The artists seem reasonably happy with their cut, in fact one told me that it was the first time he was able to pay his rent with CD sales.
This may sound like an advert, but they really were a pleasant suprise. As i like music, that's mainly non-stream especially with the slashdot crowd (modern jazz & real fusion), it was great to find an outlet which stocked these.
-- ac
I'm a musician, and I've been waiting for something like this to come out. I just called CD Baby and they said that I couldn't JUST spend the $40 and sell digitally, I still had to have a CD printed up and ready to sell physically on their website... which I don't have $3,000 for...
I'm still waiting for a totally digital distributor, since I think that will be the next big thing..
Given the $40 entry fee, the 91:9 profit ratio with CDBaby, the 40:60 profit ratio with Apple, and assuming that people only download singles for $0.99 each, it would only take 111 downloads of your band's songs to break-even. Not bad!!
Slashdot's first reaction to VMware
Fuck you RIAA. Put that in your pipe and smoke it!
If you're looking for REALLY indie music, check out Section Z ("bedroom musicians", mixed bag - some are VERY good) or SpinWarp (D&B music and production techniques)...
Most record deals with emerging artists ususally take around 70-90% of the profits from album sales (after artificially inflated production costs). TLC, one of the biggest acts of the early 90's sold over 10 million copies of their album 'waterfalls' and walked away with about 170k$ each (do the math).
Basically, artists could sell about 1/10th (or less) of the records online as they normally would through normal channels and make more money!
Heh, they'll send you cutsey email telling you you're their number on customer though. Well, they do take your money fast. I would prefer getting customer support myself.
And the music industry wonders why they're in trouble...
deserve's got nothing to do with it...
Apple has announced that iTunes and the iTMS will be available for Windows before the end of the year.
Kevin Fox
I take it that you've never been in a band and made an album before. Where should I start...there's recording time and production costs along with other various rental and studio costs, graphic design, promotion, the physical medium for distribution (although online distribution negates this cost), etc...
If it's only costing you 44 dollars to make a record, I don't want to hear it.
-my other sig is your mom
Nice troll, and very wrong.
For one, Apple *will not* deal with the band themselves. Read anything put out by them and they make that explicitly clear.
What CD Baby is doing is acting like a record label on behalf of the 38,000+ indie artists who sell their music through CD Baby, even though CD Baby has no exclusive right to the CDs sold on that site.
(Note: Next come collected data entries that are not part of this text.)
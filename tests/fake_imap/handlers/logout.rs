//! LOGOUT command handler.
//!
//! The server sends a BYE untagged response (indicating the connection
//! is ending) followed by the tagged OK.

use crate::fake_imap::io::write_line;
use tokio::io::{AsyncRead, AsyncWrite, BufReader};

/// Handle the LOGOUT command. Sends BYE + tagged OK.
pub async fn handle_logout<S: AsyncRead + AsyncWrite + Unpin>(
    tag: &str,
    stream: &mut BufReader<S>,
) {
    let _ = write_line(stream, "* BYE Logging out\r\n").await;
    let resp = format!("{tag} OK LOGOUT completed\r\n");
    let _ = write_line(stream, &resp).await;
}

#[cfg(test)]
mod tests {
    use super::*;
    use tokio::io::BufReader;

    #[tokio::test]
    async fn bye_comes_before_ok() {
        let (client, server) = tokio::io::duplex(1024);
        let mut stream = BufReader::new(server);

        handle_logout("X1", &mut stream).await;
        drop(stream);

        let mut buf = Vec::new();
        tokio::io::AsyncReadExt::read_to_end(&mut BufReader::new(client), &mut buf)
            .await
            .unwrap();
        let output = String::from_utf8(buf).unwrap();

        let bye_pos = output.find("* BYE").unwrap();
        let ok_pos = output.find("X1 OK LOGOUT completed").unwrap();
        assert!(bye_pos < ok_pos);
    }
}
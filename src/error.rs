//! Error types for hackmeck

use thiserror::Error;

#[derive(Error, Debug)]
pub enum Error {
    #[error("IMAP error: {0}")]
    Imap(String),

    #[error("Configuration error: {0}")]
    Config(String),

    #[error("IO error: {0}")]
    Io(#[from] std::io::Error),

    #[error("TLS error: {0}")]
    Tls(String),

    #[error("HTTP error: {0}")]
    Http(#[from] reqwest::Error),

    #[error(
        "Rate limit exceeded{}",
        .retry_after_secs.map_or_else(String::new, |s| format!(", retry after {s} seconds"))
    )]
    RateLimited { retry_after_secs: Option<u64> },

    #[error("Breach lookup failed: {0}")]
    Lookup(String),

    #[error("Malformed breach response: {0}")]
    Decode(#[from] serde_json::Error),
}

pub type Result<T> = std::result::Result<T, Error>;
Instead of going through a point-by-point refutation of your garbage, why not actually read a little to see what's happening.
Cheers!
IIRC, Apple gives the record label (or CDBaby, in this case) 65 cents per 99 cent track. CDBaby will then take a 9% cut of that 65 cents, leaving the artist with about 59 cents from each track sold. NOT BAD!
So if you managed to sell a little over a million tracks, you'd pocket a cool $600,000 dollars or so.
--
The internet is the greatest source of biased information in the history of mankind.
this seems like its $40 for online distribution where people have to pay to get the mp3s? Great idea and all but who's gonna do that? I go to a lot of concerts and if an artist tells me to go to www.buymycdsonmp3.com or whatever and pay to download their mp3s I'm gonna forget by the time I get home... Now if they have cd's at their show for $5, well here's my money. And I got a nice shiny disc to do what I please with.
diskfaktory will print up as little as 50 cds with text printing for $50... A $1 per cd that a band can sell for $5 and make $4 a cd. Or for 100 cd's or something like that with FULL COLOR ARTWORK on the cd and I believe a four page booklet for $3 a cd. Seem's like a really fair deal to me. I'm working on doing local compilation albums with a few other bands, as well as a cd for my band, and we're not gonna need huge runs of 1000s of cds so this is perfect for us. The only downside is they're on CD-R's but even so, they still sound exactly the same.
I have five books currently available from xlibris. For this I didn't pay xlibris a penny, and the books generate a modest but steady steam of income, including money flowing from orders through online bookstores (including amazon.com). Online bookstores typically don't care where they get the books from, they just want to take their cut when they sell a book. Which is as it should be, it seems to me.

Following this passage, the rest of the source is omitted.